*ABOUT THIS EXERCISE*
Exact repetition of every entry is required.

(Stored data entries)
--------
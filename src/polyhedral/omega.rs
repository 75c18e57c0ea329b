//! Exact integer linear arithmetic: the Omega test.
//!
//! A [`LinearSystem`] is a conjunction of rows `c + a1*x1 + ... + an*xn >= 0`
//! (inequalities) and `... = 0` (equalities) over integer variables. Rows are
//! stored as `i128` vectors with the constant at index 0 and the coefficient
//! of variable `v` at index `v + 1`.
//!
//! Feasibility is decided exactly:
//! 1. Normalize rows (gcd tightening, duplicate and opposite-pair detection).
//! 2. Eliminate equalities by substitution on a unit coefficient, reducing
//!    coefficients with unimodular column operations when none is unit.
//! 3. Drop variables bounded on one side only.
//! 4. Fourier-Motzkin elimination when it is exact over the integers.
//! 5. Otherwise decide with the real shadow, the dark shadow and splinters.

use log::trace;
use num_integer::Integer;
use std::collections::BTreeMap;

/// A constraint row: `row[0]` is the constant, `row[v + 1]` the coefficient of `v`.
pub type Row = Vec<i128>;

/// A congruence: `row` evaluates to a multiple of `modulus`.
#[derive(Debug, Clone, PartialEq, Eq)]
pub struct Stride {
    /// Row over the variables of a system, constant first
    pub row: Row,
    /// Positive modulus
    pub modulus: i128,
}

impl Stride {
    /// The congruence `row = 0 (mod |modulus|)`.
    pub fn new(row: Row, modulus: i128) -> Self {
        Self { row, modulus: modulus.abs() }
    }
}

/// Result of minimizing an objective over a system.
#[derive(Debug, Clone, Copy, PartialEq, Eq)]
pub enum Extremum {
    /// The system has no integer point
    Empty,
    /// The objective is unbounded in the searched direction
    Unbounded,
    /// The attained optimum
    Value(i128),
}

/// Searches for optima stop after this many doublings.
const SEARCH_DOUBLINGS: u32 = 64;

/// How a variable leaves the system.
#[derive(Debug, Clone, Copy, PartialEq, Eq, PartialOrd, Ord)]
enum Elimination {
    OneSided,
    Exact,
    Inexact,
}

/// A conjunction of integer linear constraints.
#[derive(Debug, Clone, PartialEq, Eq, Default)]
pub struct LinearSystem {
    n_var: usize,
    eqs: Vec<Row>,
    ineqs: Vec<Row>,
}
--------
*SOLUTION TO THE EXERCISE*
filename src/polyhedral/omega.rs
repository 75c18e57c0ea329b
//! Exact integer linear arithmetic: the Omega test.
//!
//! A [`LinearSystem`] is a conjunction of rows `c + a1*x1 + ... + an*xn >= 0`
//! (inequalities) and `... = 0` (equalities) over integer variables. Rows are
//! stored as `i128` vectors with the constant at index 0 and the coefficient
//! of variable `v` at index `v + 1`.
//!
//! Feasibility is decided exactly:
//! 1. Normalize rows (gcd tightening, duplicate and opposite-pair detection).
//! 2. Eliminate equalities by substitution on a unit coefficient, reducing
//!    coefficients with unimodular column operations when none is unit.
//! 3. Drop variables bounded on one side only.
//! 4. Fourier-Motzkin elimination when it is exact over the integers.
//! 5. Otherwise decide with the real shadow, the dark shadow and splinters.

use log::trace;
use num_integer::Integer;
use std::collections::BTreeMap;

/// A constraint row: `row[0]` is the constant, `row[v + 1]` the coefficient of `v`.
pub type Row = Vec<i128>;

/// A congruence: `row` evaluates to a multiple of `modulus`.
#[derive(Debug, Clone, PartialEq, Eq)]
pub struct Stride {
    /// Row over the variables of a system, constant first
    pub row: Row,
    /// Positive modulus
    pub modulus: i128,
}

impl Stride {
    /// The congruence `row = 0 (mod |modulus|)`.
    pub fn new(row: Row, modulus: i128) -> Self {
        Self { row, modulus: modulus.abs() }
    }
}

/// Result of minimizing an objective over a system.
#[derive(Debug, Clone, Copy, PartialEq, Eq)]
pub enum Extremum {
    /// The system has no integer point
    Empty,
    /// The objective is unbounded in the searched direction
    Unbounded,
    /// The attained optimum
    Value(i128),
}

/// Searches for optima stop after this many doublings.
const SEARCH_DOUBLINGS: u32 = 64;

/// How a variable leaves the system.
#[derive(Debug, Clone, Copy, PartialEq, Eq, PartialOrd, Ord)]
enum Elimination {
    OneSided,
    Exact,
    Inexact,
}

/// A conjunction of integer linear constraints.
#[derive(Debug, Clone, PartialEq, Eq, Default)]
pub struct LinearSystem {
    n_var: usize,
    eqs: Vec<Row>,
    ineqs: Vec<Row>,
}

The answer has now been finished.